​Lactofermentation, for those of you not familiar with the term, is a method of food preservation that involves “pickling” vegetables using lactobacillis bacteria in an anarobic (oxygen free) environment.  The basic process involves submerging vegetables in a salt solution to prevent the growth of competing bacteria until lactobacillis can take over and dominate the environment.  The end result is a bubbly, tangy, shelf stable fermented vegetable.’ Kimchi and sauerkraut are the most popular eastern and western examples, but just about any vegetable can be lactofermented.

I’ve made many low tech lactofermented vegetables in the past, but always using the “throw on salt, mash vegetables until they’re under the water line” method.  It’s often hit or miss with the occasional surface mold or just “off” batch.

​I was excited when ​Fermentools sent me a sample starter fermentation kit to review.  ​Using a truly anarobic environment and a weight to keep everything below the water line should result in a much more consistent ferment and a more dependible process.  ​

Fermentools Starter Kit

The kit includes a cutom made stainless steel lid, two rubber plugs, a water lock, rubber gasket and a glass weight, or as they say “everything you need to get started fermenting.”  ​ It also includes very finely ground himalayan salt, with instructions on creating the correct brine solution using weights with any salt to help you get consistent salinity levels.

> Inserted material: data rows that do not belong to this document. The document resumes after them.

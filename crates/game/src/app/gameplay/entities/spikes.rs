use engine::{Actor, Body, Size2};

use super::super::entity::{Entity, EntityCore, GameContext, GROUP_SOLID_PLAYER, GROUP_WALLS};
use super::super::resources::Model;

/// Enough to kill at full life.
const SPIKE_DAMAGE: i32 = 1000;

pub(crate) struct Spikes {
    core: EntityCore,
}

impl Spikes {
    pub(crate) fn new() -> Self {
        Self {
            core: EntityCore::new(Body {
                size: Size2::new(1.0, 0.9),
                group: GROUP_WALLS,
                mask: GROUP_SOLID_PLAYER,
                solid: true,
                ..Body::default()
            }),
        }
    }
}

impl Entity for Spikes {
    fn core(&self) -> &EntityCore {
        &self.core
    }

    fn core_mut(&mut self) -> &mut EntityCore {
        &mut self.core
    }

    fn kind(&self) -> &'static str {
        "spikes"
    }

    fn add_actors(&self, actors: &mut Vec<Actor>) {
        actors.push(Actor::new(
            Model::Spikes.id(),
            self.core.body.pos,
            self.core.body.size,
        ));
    }

    fn on_collision(&mut self, other: &mut dyn Entity, game: &mut GameContext<'_>) {
        if let Some(victim) = other.as_damageable() {
            victim.on_damage(SPIKE_DAMAGE, game);
        }
    }
}
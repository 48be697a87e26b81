use std::env;
use std::path::{Path, PathBuf};
use std::process::ExitCode;
use std::rc::Rc;

use engine::{resolve_app_paths, AppPaths, LoopConfig, SceneFactory, StartupError};
use thiserror::Error;
use tracing::{error, info, warn};
use tracing_subscriber::EnvFilter;

use super::gameplay::{
    build_scene_factory, builtin_registry, EntityRegistry, GameSetup, Quest, QuestError,
    GAME_TITLE,
};

const QUEST_ENV_VAR: &str = "RUSTMAN_QUEST";
const START_LEVEL_ENV_VAR: &str = "RUSTMAN_START_LEVEL";

#[derive(Debug, Error)]
pub(crate) enum BootstrapError {
    #[error(transparent)]
    Paths(#[from] StartupError),
    #[error(transparent)]
    Quest(#[from] QuestError),
    #[error("room {room} spawns unknown entity kind '{name}'")]
    UnknownKind { room: usize, name: String },
}

pub(crate) struct AppWiring {
    pub(crate) config: LoopConfig,
    pub(crate) paths: AppPaths,
    pub(crate) factory: SceneFactory,
}

/// Sets up logging and everything the frame pump needs. Failures are logged
/// here and turned into the process exit code.
pub(crate) fn build_app() -> Result<AppWiring, ExitCode> {
    init_tracing();
    info!("=== Rustman Startup ===");

    wire().map_err(|err| {
        error!(error = %err, "startup_failed");
        ExitCode::FAILURE
    })
}

fn wire() -> Result<AppWiring, BootstrapError> {
    let paths = resolve_app_paths()?;
    let quest = load_quest(&paths.root, env::var_os(QUEST_ENV_VAR).map(PathBuf::from))?;
    let registry = builtin_registry();
    check_spawners(&quest, &registry)?;

    let start_level = parse_start_level(env::var(START_LEVEL_ENV_VAR).ok(), quest.rooms.len());
    info!(
        room_count = quest.rooms.len(),
        start_level = ?start_level,
        "quest_ready"
    );

    let setup = GameSetup {
        quest: Rc::new(quest),
        registry: Rc::new(registry),
        start_level: start_level.unwrap_or(0),
        skip_splash: start_level.is_some(),
    };
    let config = LoopConfig {
        window_title: GAME_TITLE.to_string(),
        ..LoopConfig::default()
    };

    Ok(AppWiring {
        config,
        paths,
        factory: build_scene_factory(setup),
    })
}

fn init_tracing() {
    let filter = EnvFilter::try_from_default_env().unwrap_or_else(|_| EnvFilter::new("info"));
    tracing_subscriber::fmt()
        .with_env_filter(filter)
        .with_target(false)
        .with_thread_names(true)
        .compact()
        .init();
}

/// Relative quest paths resolve against the project root; no path means the
/// built-in demo.
fn load_quest(root: &Path, configured: Option<PathBuf>) -> Result<Quest, QuestError> {
    let Some(path) = configured else {
        info!("quest_demo_selected");
        return Ok(Quest::demo());
    };
    let path = if path.is_relative() {
        root.join(path)
    } else {
        path
    };
    info!(path = %path.display(), "quest_loading");
    Quest::load(&path)
}

/// Fails on the first spawner naming a kind nobody registered, before any
/// room is entered.
fn check_spawners(quest: &Quest, registry: &EntityRegistry) -> Result<(), BootstrapError> {
    for (room, data) in quest.rooms.iter().enumerate() {
        if let Some(spawner) = data
            .spawners
            .iter()
            .find(|spawner| !registry.contains(&spawner.name))
        {
            return Err(BootstrapError::UnknownKind {
                room,
                name: spawner.name.clone(),
            });
        }
    }
    Ok(())
}

fn parse_start_level(raw: Option<String>, room_count: usize) -> Option<usize> {
    let raw = raw?;
    match raw.trim().parse::<usize>() {
        Ok(level) if level < room_count => Some(level),
        Ok(level) => {
            warn!(level, room_count, "start_level_out_of_range");
            None
        }
        Err(_) => {
            warn!(value = %raw, var = START_LEVEL_ENV_VAR, "start_level_invalid");
            None
        }
    }
}
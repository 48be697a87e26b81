use engine::{Actor, Body, CollisionGroup, Size2};

use super::super::entity::{
    Entity, EntityCore, GameContext, Physics, GROUP_PLAYER, GROUP_SOLID_PLAYER,
};
use super::super::events::GameEvent;
use super::super::resources::{Model, Sound};
use super::super::util::decrement;

pub(crate) const REQUIRED_ARTIFACTS: i32 = 8;
const FINISH_DELAY: i32 = 500;

#[derive(Debug, Clone, Copy, PartialEq, Eq)]
enum BedState {
    Waiting,
    Countdown(i32),
    Finished,
}

/// The bed ends the game once the player brings every artifact.
pub(crate) struct ExitPoint {
    core: EntityCore,
    state: BedState,
}

impl ExitPoint {
    pub(crate) fn new() -> Self {
        Self {
            core: EntityCore::new(Body {
                size: Size2::new(3.0, 1.0),
                group: CollisionGroup::NONE,
                mask: GROUP_PLAYER | GROUP_SOLID_PLAYER,
                solid: false,
                ..Body::default()
            }),
            state: BedState::Waiting,
        }
    }
}

impl Entity for ExitPoint {
    fn core(&self) -> &EntityCore {
        &self.core
    }

    fn core_mut(&mut self) -> &mut EntityCore {
        &mut self.core
    }

    fn kind(&self) -> &'static str {
        "bed"
    }

    fn tick(&mut self, game: &mut GameContext<'_>, _physics: &dyn Physics) {
        let BedState::Countdown(mut timer) = self.state else {
            return;
        };

        game.set_ambient_light(-2.0 + (timer as f32 / FINISH_DELAY as f32) * 2.0);

        self.state = if decrement(&mut timer) {
            game.post_event(GameEvent::GameFinished);
            BedState::Finished
        } else {
            BedState::Countdown(timer)
        };
    }

    fn add_actors(&self, actors: &mut Vec<Actor>) {
        actors.push(Actor::new(
            Model::Bed.id(),
            self.core.body.pos,
            self.core.body.size,
        ));
    }

    fn on_collision(&mut self, other: &mut dyn Entity, game: &mut GameContext<'_>) {
        if self.state != BedState::Waiting {
            return;
        }
        let Some(player) = other.as_player() else {
            return;
        };

        if player.artifact_count() >= REQUIRED_ARTIFACTS {
            self.state = BedState::Countdown(FINISH_DELAY);
            game.stop_music();
            game.play_sound(Sound::Explode);
        } else {
            game.text_box("You don't have enough artifacts");
        }
    }
}
use std::collections::BTreeMap;
use std::mem;
use std::rc::Rc;

use engine::{find_contacts, Actor, Body, Control, Size2, Vec2, View};
use sha2::{Digest, Sha256};
use tracing::{debug, info};

use super::entities::HERO_KIND;
use super::entity::{Entity, EntityId, GameContext, PhysicsProbe, SharedState};
use super::error::GameError;
use super::events::GameEvent;
use super::factory::{EntityConfig, EntityRegistry};
use super::quest::{Quest, Room};
use super::resources::{background_resource, Model};
use super::variables::VarId;

/// Spawned static entities get `level * LEVEL_ID_STRIDE + index`.
pub(crate) const LEVEL_ID_STRIDE: i32 = 1000;
pub(crate) const PLAYER_ID: EntityId = EntityId(-1);
const CAMERA_MARGIN: f32 = 8.0;
const CAMERA_LIFT: f32 = 1.5;
const RESPAWN_LIFT: f32 = 0.01;
const BACKGROUND_SIZE: f32 = 16.0;

/// Progress captured by the last `SaveRequested`.
#[derive(Debug, Clone, Default, PartialEq)]
pub(crate) struct SaveSnapshot {
    pub(crate) level: usize,
    pub(crate) position: Vec2,
    pub(crate) vars: BTreeMap<VarId, i32>,
}

/// The running game: active entities, pending spawns, events, variables and
/// the save snapshot for one quest.
pub(crate) struct GameWorld {
    quest: Rc<Quest>,
    registry: Rc<EntityRegistry>,
    shared: SharedState,
    entities: Vec<Box<dyn Entity>>,
    has_player: bool,
    level: usize,
    theme: i32,
    transform: Vec2,
    should_load_level: bool,
    should_load_vars: bool,
    saved: SaveSnapshot,
    finished: bool,
    debug: bool,
    ticks: u64,
}

impl GameWorld {
    pub(crate) fn new(quest: Rc<Quest>, registry: Rc<EntityRegistry>, start_level: usize) -> Self {
        Self {
            quest,
            registry,
            shared: SharedState::default(),
            entities: Vec::new(),
            has_player: false,
            level: start_level,
            theme: 0,
            transform: Vec2::ZERO,
            should_load_level: true,
            should_load_vars: true,
            saved: SaveSnapshot::default(),
            finished: false,
            debug: false,
            ticks: 0,
        }
    }

    pub(crate) fn level(&self) -> usize {
        self.level
    }

    pub(crate) fn room_count(&self) -> usize {
        self.quest.rooms.len()
    }

    pub(crate) fn is_finished(&self) -> bool {
        self.finished
    }

    #[cfg(test)]
    pub(crate) fn saved(&self) -> &SaveSnapshot {
        &self.saved
    }

    #[cfg(test)]
    pub(crate) fn vars(&self) -> &super::variables::VariableStore {
        &self.shared.vars
    }

    #[cfg(test)]
    pub(crate) fn entities(&self) -> &[Box<dyn Entity>] {
        &self.entities
    }

    #[cfg(test)]
    pub(crate) fn pending_spawns(&self) -> usize {
        self.shared.spawned.len()
    }

    /// Queues an entity from outside the entity pass; it becomes active at
    /// the end of the next tick.
    #[cfg(test)]
    pub(crate) fn spawn(&mut self, entity: Box<dyn Entity>) {
        self.shared.spawned.push(entity);
    }

    /// Artifacts the player carries, or zero before the first level load.
    pub(crate) fn artifact_count(&self) -> i32 {
        self.player()
            .and_then(|entity| entity.as_player_ref())
            .map_or(0, |player| player.artifact_count())
    }

    pub(crate) fn player_position(&self) -> Option<Vec2> {
        self.player().map(|player| player.body().pos)
    }

    /// One simulation step.
    pub(crate) fn tick(&mut self, control: &Control, view: &mut dyn View) -> Result<(), GameError> {
        self.debug = control.debug;

        if self.should_load_level {
            self.load_level(view)?;
        }

        if let Some(player) = self.player_mut().and_then(|entity| entity.as_player()) {
            player.think(*control);
        }

        self.update_entities(view);

        if mem::take(&mut self.shared.respawn_requested) {
            self.respawn();
        }

        self.process_events();
        self.update_camera(view);
        self.ticks += 1;

        if self.ticks % 1000 == 0 {
            debug!(tick = self.ticks, digest = %self.state_digest(), "world_digest");
        }
        Ok(())
    }

    pub(crate) fn draw(&self, view: &mut dyn View) {
        let Some(room) = self.quest.rooms.get(self.level) else {
            return;
        };
        if !self.has_player {
            return;
        }

        let tileset = Model::Tiles(self.theme).id();
        for (x, y, tile) in room.tiles.occupied() {
            let mut actor = Actor::new(tileset, Vec2::new(x as f32, y as f32), Size2::square(1.0));
            actor.action = tile;
            actor.z_order = -1;
            view.send_actor(actor);
        }

        let mut actors = Vec::new();
        for entity in &self.entities {
            actors.clear();
            entity.add_actors(&mut actors);
            for actor in &actors {
                view.send_actor(*actor);
            }
            if self.debug {
                view.send_actor(debug_actor(entity.body()));
            }
        }

        if let Some(player) = self.player().and_then(|entity| entity.as_player_ref()) {
            let mut lifebar = Actor::new(
                Model::Lifebar.id(),
                Vec2::new(-7.5, 6.5),
                Size2::new(0.5, 1.0),
            );
            lifebar.ratio = player.health();
            lifebar.screen_space = true;
            lifebar.z_order = 10;
            view.send_actor(lifebar);
        }

        let half = BACKGROUND_SIZE / 2.0;
        let mut background = Actor::new(
            Model::Background.id(),
            Vec2::new(-half, -half),
            Size2::square(BACKGROUND_SIZE),
        );
        background.screen_space = true;
        background.z_order = -2;
        view.send_actor(background);
    }

    /// SHA-256 over entity ids, positions and the variable map, as lowercase
    /// hex. Equal digests mean equal simulation state.
    pub(crate) fn state_digest(&self) -> String {
        let mut hasher = Sha256::new();
        hasher.update((self.level as u64).to_le_bytes());
        for entity in &self.entities {
            let core = entity.core();
            hasher.update(core.id.0.to_le_bytes());
            hasher.update(core.body.pos.x.to_bits().to_le_bytes());
            hasher.update(core.body.pos.y.to_bits().to_le_bytes());
            hasher.update([u8::from(core.dead)]);
        }
        for (id, value) in self.shared.vars.iter() {
            hasher.update(id.to_le_bytes());
            hasher.update(value.to_le_bytes());
        }
        hasher
            .finalize()
            .iter()
            .map(|byte| format!("{byte:02x}"))
            .collect()
    }

    fn player(&self) -> Option<&dyn Entity> {
        self.entities
            .iter()
            .chain(self.shared.spawned.iter())
            .find(|entity| entity.core().id == PLAYER_ID)
            .map(|entity| entity.as_ref())
    }

    fn player_mut(&mut self) -> Option<&mut Box<dyn Entity>> {
        self.entities
            .iter_mut()
            .chain(self.shared.spawned.iter_mut())
            .find(|entity| entity.core().id == PLAYER_ID)
    }

    /// Tick every entity, dispatch contacts, drop the dead, then activate
    /// the spawned.
    fn update_entities(&mut self, view: &mut dyn View) {
        let Some(room) = self.quest.rooms.get(self.level) else {
            return;
        };

        for index in 0..self.entities.len() {
            let (before, rest) = self.entities.split_at_mut(index);
            let Some((entity, after)) = rest.split_first_mut() else {
                break;
            };
            let probe = PhysicsProbe::new(&room.tiles, before, after);
            let mut game = GameContext::new(&mut self.shared, view);
            entity.tick(&mut game, &probe);
        }

        let bodies: Vec<Body> = self.entities.iter().map(|entity| *entity.body()).collect();
        for contact in find_contacts(&bodies) {
            let (left, right) = self.entities.split_at_mut(contact.b);
            let first = &mut left[contact.a];
            let second = &mut right[0];
            let mut game = GameContext::new(&mut self.shared, view);
            if contact.notify_a {
                first.on_collision(second.as_mut(), &mut game);
            }
            if contact.notify_b {
                second.on_collision(first.as_mut(), &mut game);
            }
        }

        self.remove_dead(view);
        self.flush_spawned(view);
    }

    fn remove_dead(&mut self, view: &mut dyn View) {
        let mut game = GameContext::new(&mut self.shared, view);
        for entity in self.entities.iter_mut().filter(|entity| entity.is_dead()) {
            entity.leave(&mut game);
        }
        self.entities.retain(|entity| !entity.is_dead());
    }

    fn flush_spawned(&mut self, view: &mut dyn View) {
        let spawned = mem::take(&mut self.shared.spawned);
        for mut entity in spawned {
            let mut game = GameContext::new(&mut self.shared, view);
            entity.enter(&mut game);
            self.entities.push(entity);
        }
    }

    fn process_events(&mut self) {
        for event in self.shared.events.take_batch() {
            match event {
                GameEvent::LevelBoundaryTouched {
                    transform,
                    target_level,
                } => {
                    info!(
                        from = self.level,
                        to = target_level,
                        dx = transform.x,
                        dy = transform.y,
                        "level_boundary_touched"
                    );
                    self.should_load_level = true;
                    self.transform = transform;
                    self.level = target_level;
                }
                GameEvent::SaveRequested => self.save(),
                GameEvent::GameFinished => {
                    info!(level = self.level, "game_finished");
                    self.finished = true;
                }
            }
        }
    }

    fn save(&mut self) {
        let position = self.player_position().unwrap_or(Vec2::ZERO);
        self.saved = SaveSnapshot {
            level: self.level,
            position,
            vars: self.shared.vars.snapshot(),
        };
        info!(
            level = self.level,
            x = position.x,
            y = position.y,
            var_count = self.saved.vars.len(),
            "game_saved"
        );
    }

    fn respawn(&mut self) {
        let position = self.player_position().unwrap_or(Vec2::ZERO);
        self.level = self.saved.level;
        self.transform = self.saved.position - position + Vec2::new(0.0, RESPAWN_LIFT);
        self.should_load_level = true;
        self.should_load_vars = true;
        info!(level = self.level, "player_respawning");
    }

    fn update_camera(&self, view: &mut dyn View) {
        let (Some(room), Some(pos)) = (self.quest.rooms.get(self.level), self.player_position())
        else {
            return;
        };
        let camera = Vec2::new(
            clamp_inside(pos.x, room.tiles.width() as f32),
            clamp_inside(pos.y + CAMERA_LIFT, room.tiles.height() as f32),
        );
        view.set_camera_pos(camera);
    }

    /// Tears down the arena and rebuilds it from the target room. The player
    /// instance survives reloads.
    fn load_level(&mut self, view: &mut dyn View) -> Result<(), GameError> {
        let quest = Rc::clone(&self.quest);
        let room = quest
            .rooms
            .get(self.level)
            .ok_or(GameError::NoSuchLevel {
                level: self.level,
                room_count: quest.rooms.len(),
            })?;

        let mut player = self.take_player();
        self.entities.clear();
        self.shared.spawned.clear();

        if self.should_load_vars {
            self.shared.vars.restore(&self.saved.vars);
            self.should_load_vars = false;
        }

        self.spawn_room(room, view)?;
        self.theme = room.theme;
        view.play_music(room.theme);
        view.preload(background_resource(room.theme));

        if player.is_none() {
            let mut hero =
                self.registry
                    .create(HERO_KIND, &EntityConfig::default(), PLAYER_ID, room.start)?;
            if hero.as_player().is_none() {
                return Err(GameError::NotAPlayer { kind: hero.kind() });
            }
            player = Some(hero);
            self.shared.events.send(GameEvent::SaveRequested);
        }

        if let Some(mut entity) = player {
            if let Some(hero) = entity.as_player() {
                hero.translate(self.transform);
            }
            self.shared.spawned.push(entity);
            self.has_player = true;
        }

        self.transform = Vec2::ZERO;
        self.should_load_level = false;
        view.set_ambient_light(0.0);

        info!(
            level = self.level,
            theme = room.theme,
            entity_count = self.shared.spawned.len(),
            "level_loaded"
        );
        Ok(())
    }

    fn take_player(&mut self) -> Option<Box<dyn Entity>> {
        let position = self
            .entities
            .iter()
            .position(|entity| entity.core().id == PLAYER_ID);
        if let Some(index) = position {
            return Some(self.entities.swap_remove(index));
        }
        let position = self
            .shared
            .spawned
            .iter()
            .position(|entity| entity.core().id == PLAYER_ID)?;
        Some(self.shared.spawned.swap_remove(position))
    }

    /// Room entities queue like any other spawn and enter in the flush.
    fn spawn_room(&mut self, room: &Room, view: &mut dyn View) -> Result<(), GameError> {
        let base = self.level as i32 * LEVEL_ID_STRIDE;
        let mut game = GameContext::new(&mut self.shared, view);
        for (index, spawner) in room.spawners.iter().enumerate() {
            let id = EntityId(base + index as i32);
            let entity = self
                .registry
                .create(&spawner.name, &spawner.config, id, spawner.pos)?;
            game.spawn(entity);
        }
        Ok(())
    }
}

/// Keeps the camera `CAMERA_MARGIN` inside a room of `extent` units; rooms
/// narrower than the view are centred.
fn clamp_inside(value: f32, extent: f32) -> f32 {
    let low = CAMERA_MARGIN;
    let high = extent - CAMERA_MARGIN;
    if high < low {
        extent / 2.0
    } else {
        value.clamp(low, high)
    }
}

fn debug_actor(body: &Body) -> Actor {
    let mut actor = Actor::new(Model::Rect.id(), body.pos, body.size);
    actor.z_order = 10;
    actor
}
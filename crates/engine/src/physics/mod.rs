mod tiles;

use std::ops::{BitOr, BitOrAssign};

use crate::geom::{Rect, Size2, Vec2};

pub use tiles::{TileGrid, TileGridError, EMPTY_TILE, SOLID_TILE_LIMIT};

/// Bodies closer than this count as touching for the contact pass.
pub const CONTACT_MARGIN: f32 = 0.01;
const SLIDE_BISECT_STEPS: u32 = 10;

#[derive(Debug, Clone, Copy, Default, PartialEq, Eq, Hash)]
pub struct CollisionGroup(u32);

impl CollisionGroup {
    pub const NONE: CollisionGroup = CollisionGroup(0);

    pub const fn from_bits(bits: u32) -> Self {
        Self(bits)
    }

    pub const fn bits(self) -> u32 {
        self.0
    }

    pub const fn intersects(self, other: CollisionGroup) -> bool {
        self.0 & other.0 != 0
    }

    pub const fn without(self, other: CollisionGroup) -> Self {
        Self(self.0 & !other.0)
    }
}

impl BitOr for CollisionGroup {
    type Output = CollisionGroup;

    fn bitor(self, rhs: CollisionGroup) -> CollisionGroup {
        CollisionGroup(self.0 | rhs.0)
    }
}

impl BitOrAssign for CollisionGroup {
    fn bitor_assign(&mut self, rhs: CollisionGroup) {
        self.0 |= rhs.0;
    }
}

/// Physical footprint of an entity.
///
/// `group` is what the body is, `mask` is what it reacts to. A `solid` body
/// blocks movers whose mask intersects its group.
#[derive(Debug, Clone, Copy, Default, PartialEq)]
pub struct Body {
    pub pos: Vec2,
    pub size: Size2,
    pub group: CollisionGroup,
    pub mask: CollisionGroup,
    pub solid: bool,
}

impl Body {
    pub fn rect(&self) -> Rect {
        Rect::new(self.pos, self.size)
    }

    pub fn reacts_to(&self, other: &Body) -> bool {
        self.mask.intersects(other.group)
    }

    pub fn blocks(&self, mover: &Body) -> bool {
        self.solid && mover.reacts_to(self)
    }
}

pub trait SolidQuery {
    fn is_solid(&self, rect: Rect) -> bool;
}

/// Per-axis result of a slide move. `blocked_x`/`blocked_y` are set when the
/// requested displacement on that axis could not be completed.
#[derive(Debug, Clone, Copy, Default, PartialEq, Eq)]
pub struct Trace {
    pub blocked_x: bool,
    pub blocked_y: bool,
}

/// Moves `body` by `delta`, horizontal axis first, stopping each axis at the
/// last free position found by bisection.
pub fn slide_move(query: &dyn SolidQuery, body: &mut Body, delta: Vec2) -> Trace {
    let blocked_x = !move_along(query, body, Vec2::new(delta.x, 0.0));
    let blocked_y = !move_along(query, body, Vec2::new(0.0, delta.y));
    Trace {
        blocked_x,
        blocked_y,
    }
}

fn move_along(query: &dyn SolidQuery, body: &mut Body, delta: Vec2) -> bool {
    if delta == Vec2::ZERO {
        return true;
    }
    let start = body.rect();
    if !query.is_solid(start.translated(delta)) {
        body.pos += delta;
        return true;
    }

    let mut free = 0.0f32;
    let mut blocked = 1.0f32;
    for _ in 0..SLIDE_BISECT_STEPS {
        let mid = (free + blocked) * 0.5;
        if query.is_solid(start.translated(delta * mid)) {
            blocked = mid;
        } else {
            free = mid;
        }
    }
    body.pos += delta * free;
    false
}

/// A touching pair found by [`find_contacts`]; `a < b` always.
#[derive(Debug, Clone, Copy, PartialEq, Eq)]
pub struct Contact {
    pub a: usize,
    pub b: usize,
    pub notify_a: bool,
    pub notify_b: bool,
}

/// Touching pairs in list order. A side is notified only when its own mask
/// intersects the other side's group; pairs nobody reacts to are skipped.
pub fn find_contacts(bodies: &[Body]) -> Vec<Contact> {
    let mut contacts = Vec::new();
    for (a, first) in bodies.iter().enumerate() {
        let reach = first.rect().inflated(CONTACT_MARGIN);
        for (offset, second) in bodies[a + 1..].iter().enumerate() {
            let notify_a = first.reacts_to(second);
            let notify_b = second.reacts_to(first);
            if !notify_a && !notify_b {
                continue;
            }
            if !reach.overlaps(&second.rect()) {
                continue;
            }
            contacts.push(Contact {
                a,
                b: a + 1 + offset,
                notify_a,
                notify_b,
            });
        }
    }
    contacts
}

#[cfg(test)]
mod tests {
    use super::*;

    const WALLS: CollisionGroup = CollisionGroup::from_bits(1);
    const PLAYER: CollisionGroup = CollisionGroup::from_bits(2);
    const BONUS: CollisionGroup = CollisionGroup::from_bits(4);

    fn ground() -> TileGrid {
        let mut grid = TileGrid::empty(8, 8);
        for x in 0..8 {
            grid.set_tile(x, 0, 1);
        }
        grid.set_tile(5, 1, 1);
        grid.set_tile(5, 2, 1);
        grid
    }

    fn mover(x: f32, y: f32) -> Body {
        Body {
            pos: Vec2::new(x, y),
            size: Size2::new(0.7, 1.9),
            group: PLAYER,
            mask: WALLS,
            solid: false,
        }
    }

    #[test]
    fn free_move_applies_full_delta() {
        let mut body = mover(1.0, 1.5);
        let trace = slide_move(&ground(), &mut body, Vec2::new(0.2, 0.1));
        assert_eq!(trace, Trace::default());
        assert!((body.pos.x - 1.2).abs() < 1e-5);
        assert!((body.pos.y - 1.6).abs() < 1e-5);
    }

    #[test]
    fn falling_onto_floor_blocks_vertical_axis_only() {
        let mut body = mover(1.0, 1.05);
        let trace = slide_move(&ground(), &mut body, Vec2::new(0.1, -0.2));
        assert!(!trace.blocked_x);
        assert!(trace.blocked_y);
        assert!(body.pos.y >= 1.0);
        assert!(body.pos.y < 1.001);
        assert!((body.pos.x - 1.1).abs() < 1e-5);
    }

    #[test]
    fn wall_stops_horizontal_axis_and_vertical_continues() {
        let mut body = mover(4.2, 1.5);
        let trace = slide_move(&ground(), &mut body, Vec2::new(0.2, 0.05));
        assert!(trace.blocked_x);
        assert!(!trace.blocked_y);
        assert!(body.pos.x + body.size.width <= 5.0);
        assert!(body.pos.x + body.size.width > 4.99);
        assert!((body.pos.y - 1.55).abs() < 1e-5);
    }

    #[test]
    fn zero_delta_reports_nothing_blocked() {
        let mut body = mover(1.0, 1.0);
        let trace = slide_move(&ground(), &mut body, Vec2::ZERO);
        assert_eq!(trace, Trace::default());
        assert_eq!(body.pos, Vec2::new(1.0, 1.0));
    }

    #[test]
    fn contacts_respect_masks_per_side() {
        let player = Body {
            mask: WALLS,
            ..mover(0.0, 0.0)
        };
        let pickup = Body {
            pos: Vec2::new(0.5, 0.5),
            size: Size2::square(1.0),
            group: BONUS,
            mask: PLAYER,
            solid: false,
        };
        let contacts = find_contacts(&[player, pickup]);
        assert_eq!(
            contacts,
            vec![Contact {
                a: 0,
                b: 1,
                notify_a: false,
                notify_b: true
            }]
        );
    }

    #[test]
    fn touching_within_margin_counts_as_contact() {
        let player = mover(0.0, 1.0);
        let spikes = Body {
            pos: Vec2::new(0.705, 1.0),
            size: Size2::new(1.0, 0.9),
            group: WALLS,
            mask: PLAYER,
            solid: true,
        };
        let contacts = find_contacts(&[player, spikes]);
        assert_eq!(contacts.len(), 1);
        assert!(contacts[0].notify_a && contacts[0].notify_b);

        let far = Body {
            pos: Vec2::new(0.8, 1.0),
            ..spikes
        };
        assert!(find_contacts(&[player, far]).is_empty());
    }

    #[test]
    fn indifferent_pairs_are_skipped() {
        let a = Body {
            group: BONUS,
            mask: CollisionGroup::NONE,
            ..mover(0.0, 0.0)
        };
        let b = Body {
            group: BONUS,
            mask: WALLS,
            ..mover(0.0, 0.0)
        };
        assert!(find_contacts(&[a, b]).is_empty());
    }

    #[test]
    fn solid_body_blocks_only_matching_movers() {
        let wall = Body {
            group: WALLS,
            solid: true,
            ..Body::default()
        };
        assert!(wall.blocks(&mover(0.0, 0.0)));
        let ghost = Body {
            mask: BONUS,
            ..mover(0.0, 0.0)
        };
        assert!(!wall.blocks(&ghost));
    }
}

They also include a handy recipe booklet that gets you going right away.  Getting started fermenting, just like canning, you worry about the safety of your products.  Is this really shelf stable?  Did I use enough salt?  Using a tested recipe and following salinity guidelines helps get you going with confidence.

Fermentools Lid Closeup

Initially from the web images on the Fermentools site, I assumed the lid was a basic mason jar lid with a hole drilled into it with a gasket.  I was skeptical about the durability, especially in a high acid/salt environment.  Wont it just rust?  When it arrived I realized it’s actually a high grade commecial stainless steel.  This thing looks like it could live at the bottom of the sea for a decade and still be usable.

All in all, especially given the quality of the stainless steal lid, I think it’s a great value at $21.49.  The inclusion of a full pound of himalayan salt (which currently retails for about $8) means that the durable goods (water lock, gasket, rubber bungs, glass weight and stainless steel lid) come make up only $13.49 of the total price.

My first batch of brussel sprout kimchi is in process at the moment, and I cant wait to try it!

Brussle Sprout Kimchi

Full disclosure: Fermentools provided this kit to me at no cost in ​exchange for my unbiased review.